DARRT therapy is a form of immuno-oncology treatment. It involves the delivery of a short course of a low dose of radiotherapy to a single tumour in the body of a patient with metastatic disease. The aim is to trigger a local immune response in the irradiated tumour that spills over into an all-of-body immune response resulting in the resolution of all (complete response) or some (partial response) of the other tumours in the body.

Most solid cancers, including the common prostate, breast and colorectal cancers, have proved to be resistant to immuno-oncology (IO) treatments to date.

Noxopharm said its DARRT-1 study has already delivered a 25 per cent partial abscopal response rate in men with late-stage prostate cancer.

"Compared to current IO treatments, the abscopal response is substantially better tolerated, potentially effective across a broader spectrum of cancer types, considerably more affordable, and more accessible. However, the challenge remains developing a method of lifting the abscopal response rate to a level where it will be accepted as a mainstream treatment," it said.

According to Noxopharm CEO and managing director Graham Kelly, “We see the allowance of this patent application as a major win for the Company in our goal of seeing DARRT therapy become a mainstream cancer treatment.

"Treating metastatic cancer through an abscopal response is arguably the best-tolerated and least destructive form of cancer therapy. Its ability to trigger long-term remission of some or all tumours in the body in a well-tolerated, non-toxic and low-demanding way for the patient clearly marks it as a potentially disruptive treatment. The challenge has been in moving the abscopal response rate from its current very low base. We believe we have met that challenge with a remarkable 25% abscopal response rate in our first clinical effort.

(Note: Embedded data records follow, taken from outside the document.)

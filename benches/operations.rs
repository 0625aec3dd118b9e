/// Benchmarks for table queries.
use chartstats::models::{Pagination, Song};
use chartstats::operation::Operation;
use chartstats::operations;
use chartstats::table::Table;
use criterion::{black_box, criterion_group, criterion_main, Criterion};

fn get_test_table(songs: usize) -> Table {
    Table::from_songs(
        (0..songs)
            .map(|i| {
                let i_u64 = i as u64;
                Song::new(
                    &format!("Song {}", i),
                    &format!("Channel {}", i % 97),
                    &format!("2024-{:02}-{:02}", i % 12 + 1, i % 28 + 1),
                    1_000 + (i_u64 * 7_919) % 100_000,
                    (i_u64 * 31) % 5_000,
                    i_u64 % 700,
                )
            })
            .collect(),
    )
}

fn criterion_benchmark(c: &mut Criterion) {
    for size in [100, 10_000, 1_000_000] {
        let table = get_test_table(size);
        c.bench_function(&format!("summary({})", size), |b| {
            b.iter(|| operations::Summary::execute(black_box(&table), ()).unwrap())
        });
        c.bench_function(&format!("top_n({})", size), |b| {
            b.iter(|| operations::TopN::execute(black_box(&table), 100).unwrap())
        });
        c.bench_function(&format!("artist_stats({})", size), |b| {
            b.iter(|| {
                operations::ArtistStats::execute(black_box(&table), "channel 4".to_string())
                    .unwrap()
            })
        });
        c.bench_function(&format!("engagement({})", size), |b| {
            b.iter(|| operations::Engagement::execute(black_box(&table), ()).unwrap())
        });
        c.bench_function(&format!("list_songs({})", size), |b| {
            b.iter(|| {
                let pagination = Pagination {
                    page: 3,
                    per_page: 100,
                };
                operations::ListSongs::execute(black_box(&table), pagination).unwrap()
            })
        });
    }
}

criterion_group!(benches, criterion_benchmark);
criterion_main!(benches);
//! Aggregate statistics over numeric columns.

use crate::error::ChartStatsError;

use ndarray::Array1;

/// Descriptive statistics of one numeric column.
#[derive(Clone, Debug, PartialEq)]
pub struct ColumnStatistics {
    pub total: u64,
    pub mean: f64,
    pub median: f64,
    /// Sample standard deviation (one delta degree of freedom)
    pub std_dev: f64,
    pub min: u64,
    pub max: u64,
}

impl ColumnStatistics {
    /// Compute statistics of a column.
    ///
    /// Every statistic must be finite. At least two values are therefore required, since the
    /// sample standard deviation of a single value is undefined.
    ///
    /// # Arguments
    ///
    /// * `column`: Column name, used in errors
    /// * `values`: Column values
    pub fn compute(column: &'static str, values: &[u64]) -> Result<Self, ChartStatsError> {
        let (Some(min), Some(max)) = (values.iter().min(), values.iter().max()) else {
            return Err(ChartStatsError::EmptyDataset { operation: column });
        };
        let array: Array1<f64> = values.iter().map(|&value| value as f64).collect();
        let mean = array.mean().unwrap_or(f64::NAN);
        let std_dev = if values.len() > 1 {
            array.std(1.0)
        } else {
            f64::NAN
        };
        Ok(ColumnStatistics {
            total: total(column, values.iter().copied())?,
            mean: finite(column, "mean", mean)?,
            median: finite(column, "median", median(values))?,
            std_dev: finite(column, "standard deviation", std_dev)?,
            min: *min,
            max: *max,
        })
    }
}

/// Sum of the values, or an error if it does not fit in a `u64`.
pub fn total<I>(column: &'static str, values: I) -> Result<u64, ChartStatsError>
where
    I: IntoIterator<Item = u64>,
{
    values
        .into_iter()
        .try_fold(0u64, |sum, value| sum.checked_add(value))
        .ok_or(ChartStatsError::NonFiniteStatistic {
            column,
            statistic: "total",
        })
}

/// Return `value`, or an error if it is NaN or infinite.
pub fn finite(
    column: &'static str,
    statistic: &'static str,
    value: f64,
) -> Result<f64, ChartStatsError> {
    if value.is_finite() {
        Ok(value)
    } else {
        Err(ChartStatsError::NonFiniteStatistic { column, statistic })
    }
}

/// Median of the values: the middle value, or the mean of the two middle values.
///
/// Returns NaN when there are no values.
pub fn median(values: &[u64]) -> f64 {
    let mut sorted = values.to_vec();
    sorted.sort_unstable();
    let mid = sorted.len() / 2;
    match sorted.len() {
        0 => f64::NAN,
        len if len % 2 == 1 => sorted[mid] as f64,
        _ => (sorted[mid - 1] as f64 + sorted[mid] as f64) / 2.0,
    }
}

/// Arithmetic mean of the values. Returns NaN when there are no values.
pub fn mean(values: &[f64]) -> f64 {
    Array1::from_iter(values.iter().copied())
        .mean()
        .unwrap_or(f64::NAN)
}

/// Integer mean of the values, truncated towards zero. Returns zero when there are no values.
pub fn truncated_mean(total: u64, count: usize) -> u64 {
    match count {
        0 => 0,
        count => total / count as u64,
    }
}

/// Round to two decimal places, with ties going to the even neighbour.
pub fn round2(value: f64) -> f64 {
    (value * 100.0).round_ties_even() / 100.0
}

"While those responses were partial, our Phase 2 DARRT study is hoping to take these responses to another level by stepping up the intensity of Veyonda treatment. We also are expanding into breast and lung cancer which provides us with the future opportunity to seek expanded patent coverage. On what we have seen to date, we believe that DARRT therapy has the potential to go on to become a disruptive cancer treatment across most forms of cancer, starting with prostate cancer, which is why the patent news announced today is so important.”